What the task asks: Report, as a bare number, how many lines in the data contain "closes".

╔══

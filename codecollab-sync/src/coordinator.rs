//! The coordinator: authoritative room membership and frame routing.
//!
//! ```text
//!  Session A ──┐                       ┌──► JOINED        → every member
//!              ├── serve_connection ───┼──► DISCONNECTED  → survivors
//!  Session B ──┘        │              ├──► SYNC_CODE     → target only
//!                       ▼              └──► CODE_CHANGE   → everyone else
//!                  Coordinator
//!        rooms: RoomToken → [Participant] (join order)
//!        peers: ConnectionId → outbox
//! ```
//!
//! Each connection gets a bounded outbox; routing never waits on a slow
//! peer. A peer whose outbox overflows is evicted and its room is told it
//! left. One encoded frame is shared between all recipients.

use std::collections::HashMap;
use std::sync::atomic::{AtomicU64, Ordering};
use std::sync::Arc;

use tokio::sync::{mpsc, RwLock};

use crate::channel::ChannelError;
use crate::protocol::RoomMessage;
use crate::room::{ConnectionId, Participant, RoomToken};
use crate::transport::{Connector, MemoryTransport, Transport};

type Outbox = mpsc::Sender<Arc<Vec<u8>>>;

/// Default number of frames queued per connection before it is evicted.
pub const DEFAULT_OUTBOX_CAPACITY: usize = 256;

/// Coordinator statistics.
#[derive(Debug, Clone, Default, PartialEq, Eq)]
pub struct CoordinatorStats {
    pub total_connections: u64,
    pub active_connections: usize,
    pub active_rooms: usize,
    /// Frames delivered to outboxes
    pub frames_routed: u64,
    /// Connections dropped for overflowing their outbox
    pub evicted_connections: u64,
}

struct Peer {
    outbox: Outbox,
    /// Room joined, with the name used there
    membership: Option<(RoomToken, String)>,
}

#[derive(Default)]
struct State {
    rooms: HashMap<RoomToken, Vec<Participant>>,
    peers: HashMap<ConnectionId, Peer>,
}

/// In-process room coordinator shared by all connection tasks.
pub struct Coordinator {
    state: RwLock<State>,
    outbox_capacity: usize,
    total_connections: AtomicU64,
    frames_routed: AtomicU64,
    evicted_connections: AtomicU64,
}

impl Default for Coordinator {
    fn default() -> Self {
        Self::with_outbox_capacity(DEFAULT_OUTBOX_CAPACITY)
    }
}

impl Coordinator {
    pub fn new() -> Self {
        Self::default()
    }

    /// Coordinator whose per-connection outboxes hold `capacity` frames
    /// (at least 1).
    pub fn with_outbox_capacity(capacity: usize) -> Self {
        Self {
            state: RwLock::new(State::default()),
            outbox_capacity: capacity.max(1),
            total_connections: AtomicU64::new(0),
            frames_routed: AtomicU64::new(0),
            evicted_connections: AtomicU64::new(0),
        }
    }

    /// Register a new connection. Frames routed to it arrive on the
    /// returned receiver, which ends if the connection is evicted.
    pub async fn register(&self) -> (ConnectionId, mpsc::Receiver<Arc<Vec<u8>>>) {
        let id = ConnectionId::generate();
        let (outbox, rx) = mpsc::channel(self.outbox_capacity);
        self.state.write().await.peers.insert(
            id.clone(),
            Peer {
                outbox,
                membership: None,
            },
        );
        self.total_connections.fetch_add(1, Ordering::Relaxed);
        log::debug!("Registered connection {id}");
        (id, rx)
    }

    /// Decode one inbound frame from `from` and route it.
    pub async fn handle_frame(&self, from: &ConnectionId, frame: &[u8]) {
        let msg = match RoomMessage::decode(frame) {
            Ok(msg) => msg,
            Err(e) => {
                log::warn!("Dropping undecodable frame from {from}: {e}");
                return;
            }
        };
        match msg {
            RoomMessage::Join {
                room_token,
                display_name,
            } => self.join(from, room_token, display_name).await,
            RoomMessage::SyncCode { target_id, .. } => {
                self.route_sync(from, &target_id, Arc::new(frame.to_vec())).await
            }
            RoomMessage::CodeChange { .. } => {
                self.relay_to_others(from, Arc::new(frame.to_vec())).await
            }
            other => log::warn!(
                "Ignoring {} sent by connection {from}",
                other.kind().name()
            ),
        }
    }

    /// Admit `id` to `room` and broadcast the new snapshot to every member,
    /// the newcomer included.
    pub async fn join(&self, id: &ConnectionId, room: RoomToken, display_name: String) {
        let mut state = self.state.write().await;
        let Some(peer) = state.peers.get_mut(id) else {
            log::warn!("Join from unregistered connection {id}");
            return;
        };
        let previous = peer.membership.replace((room.clone(), display_name.clone()));
        if let Some((old_room, _)) = previous {
            let lagging = self.leave_room(&mut state, id, &old_room);
            self.evict(&mut state, lagging);
        }

        let newcomer = Participant::new(id.clone(), display_name);
        let members = state.rooms.entry(room.clone()).or_default();
        members.push(newcomer.clone());
        let snapshot = members.clone();
        log::info!(
            "{} ({id}) joined room {room}, {} member(s)",
            newcomer.display_name,
            snapshot.len()
        );

        let Some(frame) = encode(&RoomMessage::joined(snapshot.clone(), &newcomer)) else {
            return;
        };
        let recipients = snapshot.iter().map(|p| &p.connection_id);
        let lagging = self.deliver(&state, recipients, &frame);
        self.evict(&mut state, lagging);
    }

    /// Forward a SYNC_CODE frame to `target`, if both share a room.
    async fn route_sync(&self, from: &ConnectionId, target: &ConnectionId, frame: Arc<Vec<u8>>) {
        let mut state = self.state.write().await;
        let sender_room = room_of(&state, from);
        if sender_room.is_none() || sender_room != room_of(&state, target) {
            log::warn!("Dropping sync from {from} to {target}: not in the same room");
            return;
        }
        log::debug!("Routing sync {from} -> {target}");
        let lagging = self.deliver(&state, [target], &frame);
        self.evict(&mut state, lagging);
    }

    /// Forward a frame to every other member of the sender's room.
    async fn relay_to_others(&self, from: &ConnectionId, frame: Arc<Vec<u8>>) {
        let mut state = self.state.write().await;
        let Some(room) = room_of(&state, from) else {
            log::warn!("Dropping edit from {from}: not in a room");
            return;
        };
        let Some(members) = state.rooms.get(room) else {
            return;
        };
        let recipients = members
            .iter()
            .map(|p| &p.connection_id)
            .filter(|id| *id != from);
        let lagging = self.deliver(&state, recipients, &frame);
        self.evict(&mut state, lagging);
    }

    /// Forget `id`; the rest of its room is told it left.
    pub async fn disconnect(&self, id: &ConnectionId) {
        let mut state = self.state.write().await;
        let Some(peer) = state.peers.remove(id) else {
            return;
        };
        if let Some((room, name)) = peer.membership {
            log::info!("{name} ({id}) left room {room}");
            let lagging = self.leave_room(&mut state, id, &room);
            self.evict(&mut state, lagging);
        } else {
            log::debug!("Connection {id} closed before joining");
        }
    }

    /// Remove `id` from `room`, notify the survivors, drop the room if empty.
    ///
    /// Returns the survivors whose outbox overflowed.
    #[must_use]
    fn leave_room(&self, state: &mut State, id: &ConnectionId, room: &RoomToken) -> Vec<ConnectionId> {
        let Some(members) = state.rooms.get_mut(room) else {
            return Vec::new();
        };
        let Some(idx) = members.iter().position(|p| &p.connection_id == id) else {
            return Vec::new();
        };
        let departed = members.remove(idx);

        if members.is_empty() {
            state.rooms.remove(room);
            log::info!("Room {room} removed (empty)");
            return Vec::new();
        }

        let survivors: Vec<ConnectionId> =
            members.iter().map(|p| p.connection_id.clone()).collect();
        match encode(&RoomMessage::disconnected(&departed)) {
            Some(frame) => self.deliver(state, survivors.iter(), &frame),
            None => Vec::new(),
        }
    }

    /// Queue `frame` for each recipient. Returns those whose outbox is full.
    #[must_use]
    fn deliver<'a>(
        &self,
        state: &State,
        recipients: impl IntoIterator<Item = &'a ConnectionId>,
        frame: &Arc<Vec<u8>>,
    ) -> Vec<ConnectionId> {
        let mut lagging = Vec::new();
        for id in recipients {
            let Some(peer) = state.peers.get(id) else {
                log::debug!("Connection {id} gone, frame not delivered");
                continue;
            };
            match peer.outbox.try_send(Arc::clone(frame)) {
                Ok(()) => {
                    self.frames_routed.fetch_add(1, Ordering::Relaxed);
                }
                Err(mpsc::error::TrySendError::Full(_)) => lagging.push(id.clone()),
                Err(mpsc::error::TrySendError::Closed(_)) => {
                    log::debug!("Connection {id} closing, frame not delivered");
                }
            }
        }
        lagging
    }

    /// Drop connections that stopped draining their outbox.
    ///
    /// Dropping the outbox sender ends the connection's receiver, which
    /// closes its transport. Leaving its room can overflow further peers,
    /// which are evicted in turn.
    fn evict(&self, state: &mut State, mut lagging: Vec<ConnectionId>) {
        while let Some(id) = lagging.pop() {
            let Some(peer) = state.peers.remove(&id) else {
                continue;
            };
            self.evicted_connections.fetch_add(1, Ordering::Relaxed);
            log::warn!("Evicting connection {id}: outbox full");
            if let Some((room, _)) = peer.membership {
                lagging.extend(self.leave_room(state, &id, &room));
            }
        }
    }

    /// Current members of `room`, in join order.
    pub async fn members(&self, room: &RoomToken) -> Vec<Participant> {
        self.state
            .read()
            .await
            .rooms
            .get(room)
            .cloned()
            .unwrap_or_default()
    }

    pub async fn room_count(&self) -> usize {
        self.state.read().await.rooms.len()
    }

    pub async fn stats(&self) -> CoordinatorStats {
        let state = self.state.read().await;
        CoordinatorStats {
            total_connections: self.total_connections.load(Ordering::Relaxed),
            active_connections: state.peers.len(),
            active_rooms: state.rooms.len(),
            frames_routed: self.frames_routed.load(Ordering::Relaxed),
            evicted_connections: self.evicted_connections.load(Ordering::Relaxed),
        }
    }
}

fn room_of<'a>(state: &'a State, id: &ConnectionId) -> Option<&'a RoomToken> {
    state
        .peers
        .get(id)
        .and_then(|p| p.membership.as_ref())
        .map(|(room, _)| room)
}

fn encode(msg: &RoomMessage) -> Option<Arc<Vec<u8>>> {
    match msg.encode() {
        Ok(frame) => Some(Arc::new(frame)),
        Err(e) => {
            log::error!("Failed to encode {}: {e}", msg.kind().name());
            None
        }
    }
}

/// Drive one connection until either side closes.
///
/// Inbound frames go to the coordinator; frames routed to this connection
/// go out on `transport`. The connection is unregistered on exit, which
/// tells its room it left.
pub async fn serve_connection<T: Transport>(coordinator: Arc<Coordinator>, mut transport: T) {
    let (id, mut outbox) = coordinator.register().await;

    loop {
        tokio::select! {
            inbound = transport.recv() => match inbound {
                Some(Ok(frame)) => coordinator.handle_frame(&id, &frame).await,
                Some(Err(e)) => {
                    log::warn!("Connection {id} failed: {e}");
                    break;
                }
                None => break,
            },
            outbound = outbox.recv() => match outbound {
                Some(frame) => {
                    if let Err(e) = transport.send(frame.to_vec()) {
                        log::warn!("Connection {id} cannot take more frames: {e}");
                        break;
                    }
                }
                None => {
                    log::info!("Connection {id} evicted, closing");
                    break;
                }
            },
        }
    }

    coordinator.disconnect(&id).await;
    transport.close();
}

/// [`Connector`] that attaches sessions to an in-process coordinator.
#[derive(Clone)]
pub struct LocalConnector {
    coordinator: Arc<Coordinator>,
}

impl LocalConnector {
    pub fn new(coordinator: Arc<Coordinator>) -> Self {
        Self { coordinator }
    }

    pub fn coordinator(&self) -> &Arc<Coordinator> {
        &self.coordinator
    }
}

impl Connector for LocalConnector {
    type Transport = MemoryTransport;

    async fn connect(&self, _endpoint: &str) -> Result<MemoryTransport, ChannelError> {
        let (client, server) = MemoryTransport::pair();
        tokio::spawn(serve_connection(Arc::clone(&self.coordinator), server));
        Ok(client)
    }
}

╚══

Written response: 2